◆ YOUR OBJECTIVE
Exactly the lines from the opening of the records through the line containing "-> Result<OutputModule, RebindError>" should be copied, with both included.

◆ SOURCE DATA
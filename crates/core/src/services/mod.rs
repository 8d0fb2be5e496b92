//! Resolution and rebinding engine.
//!
//! - `index`: name → arena slot lookup over a compiled module's functions.
//! - `resolver`: decoration-stripping rule chain from recovered names to slots.
//! - `rebind`: per-address resolution and ownership transfer of declarations.
//! - `assemble`: placement of rebound declarations into an output module.

use thiserror::Error;

use crate::ir::{CompiledModule, OutputModule};
use crate::model::Address;
use crate::sigs::AddressTable;

pub mod assemble;
pub mod index;
pub mod rebind;
pub mod resolver;

pub use assemble::assemble;
pub use index::{FuncId, ModuleIndex};
pub use rebind::{AliasPolicy, Binding, Rebinder};
pub use resolver::{AliasTable, Demangler, NameResolver, UnresolvedName};

/// Error type for resolution and rebinding.
///
/// Every variant is fatal for the run; no partial output is produced.
#[derive(Debug, Error, PartialEq, Eq)]
pub enum RebindError {
    /// Two functions in the compiled module share a name.
    #[error("Function name {name:?} already present in compiled module")]
    DuplicateName { name: String },

    /// No rewrite of the recovered name matches a compiled function.
    #[error("Unable to locate function {name:?} (address {addr})")]
    Unresolved { addr: Address, name: String },

    /// Two addresses resolve to the same compiled function and aliasing is
    /// rejected by configuration.
    #[error(
        "Addresses {first_addr} ({first_name:?}) and {second_addr} ({second_name:?}) resolve to the same function"
    )]
    AliasedFunction {
        first_addr: Address,
        first_name: String,
        second_addr: Address,
        second_name: String,
    },
}

/// Run the whole engine over a compiled module: index, resolve, rebind and
/// assemble.
///
/// The module's target lines and type definitions are carried over; its
/// functions are consumed.
pub fn convert_module(
    rebinder: &Rebinder,
    table: &AddressTable,
    module: CompiledModule,
) -> Result<OutputModule, RebindError> {
    let CompiledModule { target, type_defs, functions, .. } = module;
    let functions = rebinder.rebind(table, functions)?;
    Ok(assemble(target, type_defs, functions))
}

◆ EXPECTED ANSWER
filename crates/core/src/services/mod.rs
repository 8d0fb2be5e496b92
//! Resolution and rebinding engine.
//!
//! - `index`: name → arena slot lookup over a compiled module's functions.
//! - `resolver`: decoration-stripping rule chain from recovered names to slots.
//! - `rebind`: per-address resolution and ownership transfer of declarations.
//! - `assemble`: placement of rebound declarations into an output module.

use thiserror::Error;

use crate::ir::{CompiledModule, OutputModule};
use crate::model::Address;
use crate::sigs::AddressTable;

pub mod assemble;
pub mod index;
pub mod rebind;
pub mod resolver;

pub use assemble::assemble;
pub use index::{FuncId, ModuleIndex};
pub use rebind::{AliasPolicy, Binding, Rebinder};
pub use resolver::{AliasTable, Demangler, NameResolver, UnresolvedName};

/// Error type for resolution and rebinding.
///
/// Every variant is fatal for the run; no partial output is produced.
#[derive(Debug, Error, PartialEq, Eq)]
pub enum RebindError {
    /// Two functions in the compiled module share a name.
    #[error("Function name {name:?} already present in compiled module")]
    DuplicateName { name: String },

    /// No rewrite of the recovered name matches a compiled function.
    #[error("Unable to locate function {name:?} (address {addr})")]
    Unresolved { addr: Address, name: String },

    /// Two addresses resolve to the same compiled function and aliasing is
    /// rejected by configuration.
    #[error(
        "Addresses {first_addr} ({first_name:?}) and {second_addr} ({second_name:?}) resolve to the same function"
    )]
    AliasedFunction {
        first_addr: Address,
        first_name: String,
        second_addr: Address,
        second_name: String,
    },
}

/// Run the whole engine over a compiled module: index, resolve, rebind and
/// assemble.
///
/// The module's target lines and type definitions are carried over; its
/// functions are consumed.
pub fn convert_module(
    rebinder: &Rebinder,
    table: &AddressTable,
    module: CompiledModule,
) -> Result<OutputModule, RebindError> {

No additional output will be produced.